### Data extract

◇ ◇ ◇ ◇ ◇

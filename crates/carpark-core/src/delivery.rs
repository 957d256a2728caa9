//! Delivery reports and the task that drains them.
//!
//! The producer connection owns the sending half of the report channel.
//! Once the connection is closed the channel closes, the drain loop ends and
//! the task resolves to the final [`DeliveryStats`].

use tokio::sync::mpsc;
use tokio::task::JoinHandle;
use tracing::{error, info};

pub type ReportTx = mpsc::UnboundedSender<DeliveryReport>;
pub type ReportRx = mpsc::UnboundedReceiver<DeliveryReport>;

/// Outcome of one previously enqueued message
#[derive(Debug, Clone, PartialEq, Eq)]
pub enum DeliveryReport {
    /// The broker committed the message.
    Delivered {
        topic: String,
        partition: i32,
        offset: i64,
        key: Option<String>,
    },
    /// The broker (or client, after exhausting retries) gave up on it.
    Failed {
        topic: String,
        partition: i32,
        key: Option<String>,
        error: String,
    },
}

/// Running totals kept by the drain task
#[derive(Debug, Default, Clone, Copy, PartialEq, Eq)]
pub struct DeliveryStats {
    pub delivered: usize,
    pub failed: usize,
}

impl DeliveryStats {
    pub fn record(&mut self, report: &DeliveryReport) {
        match report {
            DeliveryReport::Delivered { .. } => self.delivered += 1,
            DeliveryReport::Failed { .. } => self.failed += 1,
        }
    }
}

pub fn report_channel() -> (ReportTx, ReportRx) {
    mpsc::unbounded_channel()
}

/// Log every report until all senders are gone.
///
/// A failed delivery is logged and counted; it never stops the loop.
pub async fn drain_reports(mut rx: ReportRx) -> DeliveryStats {
    let mut stats = DeliveryStats::default();
    while let Some(report) = rx.recv().await {
        match &report {
            DeliveryReport::Delivered {
                topic,
                partition,
                offset,
                ..
            } => {
                info!(
                    "Successfully produced record to topic {} partition [{}] @ offset {}",
                    topic, partition, offset
                );
            }
            DeliveryReport::Failed {
                topic,
                partition,
                key,
                error,
            } => {
                error!(
                    "Failed to deliver message {:?} to {} [{}]: {}",
                    key, topic, partition, error
                );
            }
        }
        stats.record(&report);
    }
    stats
}

/// Start the drain task. Await the handle after closing the producer.
pub fn spawn_drain(rx: ReportRx) -> JoinHandle<DeliveryStats> {
    tokio::spawn(drain_reports(rx))
}

#[cfg(test)]
mod tests {
    use super::*;

    fn delivered(offset: i64) -> DeliveryReport {
        DeliveryReport::Delivered {
            topic: "carpark-availability".into(),
            partition: 0,
            offset,
            key: Some(format!("k{offset}")),
        }
    }

    #[tokio::test]
    async fn failed_report_does_not_stop_the_drain() {
        let (tx, rx) = report_channel();
        let handle = spawn_drain(rx);

        tx.send(delivered(0)).unwrap();
        tx.send(DeliveryReport::Failed {
            topic: "carpark-availability".into(),
            partition: -1,
            key: Some("k1".into()),
            error: "Message timed out".into(),
        })
        .unwrap();
        tx.send(delivered(1)).unwrap();
        tx.send(delivered(2)).unwrap();
        drop(tx);

        let stats = handle.await.unwrap();
        assert_eq!(
            stats,
            DeliveryStats {
                delivered: 3,
                failed: 1
            }
        );
    }

    #[tokio::test]
    async fn drain_ends_when_every_sender_is_dropped() {
        let (tx, rx) = report_channel();
        let other = tx.clone();
        let handle = spawn_drain(rx);

        other.send(delivered(7)).unwrap();
        drop(other);
        assert!(!handle.is_finished());

        drop(tx);
        let stats = handle.await.unwrap();
        assert_eq!(stats.delivered, 1);
        assert_eq!(stats.failed, 0);
    }
}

◇ ◇ ◇ ◇ ◇

### Task to carry out
From the entries above, give again exactly the lines running from the line with "use tokio::task::JoinHandle;" to the line with "#[derive(Debug, Clone, PartialEq, Eq)]"; include both of those lines.

### Reply
use tokio::task::JoinHandle;
use tracing::{error, info};

pub type ReportTx = mpsc::UnboundedSender<DeliveryReport>;
pub type ReportRx = mpsc::UnboundedReceiver<DeliveryReport>;

/// Outcome of one previously enqueued message
#[derive(Debug, Clone, PartialEq, Eq)]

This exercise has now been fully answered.